Al nacer, todos los bebés tienen la abertura del prepucio muy estrecha, pero generalmente se va abriendo con el paso de los meses hasta los 2 o 3 años y, si se baja la piel del prepucio, se puede ver el glande. A este tipo de fimosis se le llama fisiológica y no produce molestias. Si tienes un chico verás cómo en las revisiones del pediatra una de las cosas que hacen es comprobar que el prepucio va lentamente abriéndose. De hecho, lo normal es que el médico te recomiende que, después del baño, bajes ligeramente y con mucho cuidado un poco la piel para ir ayudando a que se abra la abertura. Este proceso siempre debes hacerlo muy suavemente.

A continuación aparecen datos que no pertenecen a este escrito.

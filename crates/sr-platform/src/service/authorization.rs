//! Authorization Service
//!
//! Resolves the caller's current roles and evaluates the named role
//! policies used by the API.

use std::sync::Arc;

use chrono::Utc;
use sr_common::roles;

use crate::error::{PlatformError, Result};
use crate::repository::UserRepository;
use crate::service::auth::AccessTokenClaims;

/// Authenticated caller
#[derive(Debug, Clone, PartialEq)]
pub struct AuthContext {
    pub user_id: String,
    pub email: String,
    pub roles: Vec<String>,
}

impl AuthContext {
    pub fn has_role(&self, role: &str) -> bool {
        self.roles.iter().any(|r| r.eq_ignore_ascii_case(role))
    }

    pub fn is_admin(&self) -> bool {
        self.has_role(roles::ADMIN)
    }

    pub fn satisfies(&self, policy: Policy) -> bool {
        policy.allowed_roles().iter().any(|role| self.has_role(role))
    }
}

/// Named role policies
#[derive(Debug, Clone, Copy, PartialEq, Eq)]
pub enum Policy {
    RequireAdminRole,
    RequireJudgeRole,
    RequireModeratorRole,
    RequireUserRole,
    RequireShowHolderRole,
    RequireShowManagementRole,
}

impl Policy {
    pub fn allowed_roles(&self) -> &'static [&'static str] {
        match self {
            Policy::RequireAdminRole => &[roles::ADMIN],
            Policy::RequireJudgeRole => &[roles::JUDGE, roles::ADMIN],
            Policy::RequireModeratorRole => &[roles::MODERATOR, roles::ADMIN],
            Policy::RequireUserRole => &[roles::USER, roles::TRIAL_USER, roles::ADMIN],
            Policy::RequireShowHolderRole | Policy::RequireShowManagementRole => {
                &[roles::SHOW_HOLDER, roles::ADMIN]
            }
        }
    }

    pub fn name(&self) -> &'static str {
        match self {
            Policy::RequireAdminRole => "RequireAdminRole",
            Policy::RequireJudgeRole => "RequireJudgeRole",
            Policy::RequireModeratorRole => "RequireModeratorRole",
            Policy::RequireUserRole => "RequireUserRole",
            Policy::RequireShowHolderRole => "RequireShowHolderRole",
            Policy::RequireShowManagementRole => "RequireShowManagementRole",
        }
    }
}

pub struct AuthorizationService {
    user_repo: Arc<UserRepository>,
}

impl AuthorizationService {
    pub fn new(user_repo: Arc<UserRepository>) -> Self {
        Self { user_repo }
    }

    /// Build the caller context from validated claims.
    ///
    /// Roles are read from storage so grants and revocations apply without
    /// waiting for the token to be reissued.
    pub async fn build_context(&self, claims: &AccessTokenClaims) -> Result<AuthContext> {
        let user = self
            .user_repo
            .find_by_id(&claims.sub)
            .await?
            .ok_or_else(|| PlatformError::unauthorized("User no longer exists"))?;

        if user.is_locked_out_at(Utc::now()) {
            return Err(PlatformError::unauthorized("Account is locked"));
        }

        let roles = self.user_repo.roles_for(&user.id).await?;
        Ok(AuthContext {
            user_id: user.id,
            email: user.email,
            roles,
        })
    }
}

pub mod checks {
    use super::{AuthContext, Policy};
    use crate::error::{PlatformError, Result};

    pub fn require(ctx: &AuthContext, policy: Policy) -> Result<()> {
        if ctx.satisfies(policy) {
            Ok(())
        } else {
            Err(PlatformError::forbidden(format!("{} policy not satisfied", policy.name())))
        }
    }

    pub fn require_admin(ctx: &AuthContext) -> Result<()> {
        require(ctx, Policy::RequireAdminRole)
    }

    pub fn require_self_or_admin(ctx: &AuthContext, user_id: &str) -> Result<()> {
        if ctx.user_id == user_id || ctx.is_admin() {
            Ok(())
        } else {
            Err(PlatformError::forbidden("Access to another user's data requires Admin"))
        }
    }

    /// Owner check for user-owned records such as horses.
    pub fn require_owner_or_admin(ctx: &AuthContext, owner_id: Option<&str>) -> Result<()> {
        if ctx.is_admin() || owner_id == Some(ctx.user_id.as_str()) {
            Ok(())
        } else {
            Err(PlatformError::forbidden("Only the owner can modify this record"))
        }
    }
}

Sin embargo, si a partir de los 3 años tu niño sigue teniendo fimosis habrá que tomar medidas. El pediatra será el que te indique qué hacer ya que la fimosis puede traer consigo ciertas molestias:

- Impide la correcta higiene del glande, lo que puede provocar la acumulación de esmegma (una secreción fisiológica) que puede causar una infección conocida como balanitis. - Puede dificultar la micción y volverla dolorosa, lo que podría dar lugar en algunos casos aislados a una infección de orina.

¿Cómo se trata?

El pediatra decidirá qué hacer según el estado del niño y las molestias que vaya ocasionando la fimosis. Puede recetarle pomadas con corticoides que suelen ser eficaces en muchos 100% de los casos. Si con este tratamiento no fuera suficiente, sería necesario recurrir a la cirugía y realizar una pequeña incisión bien mediante un proceso llamado circuncisión o bien mediante una prepucioplastia. En el primer caso se quita la parte necesaria de piel del prepucio para que el glande quede al descubierto; en el segundo caso se realiza una pequeña incisión transversal al anillo del prepucio para aumentar su amplitud.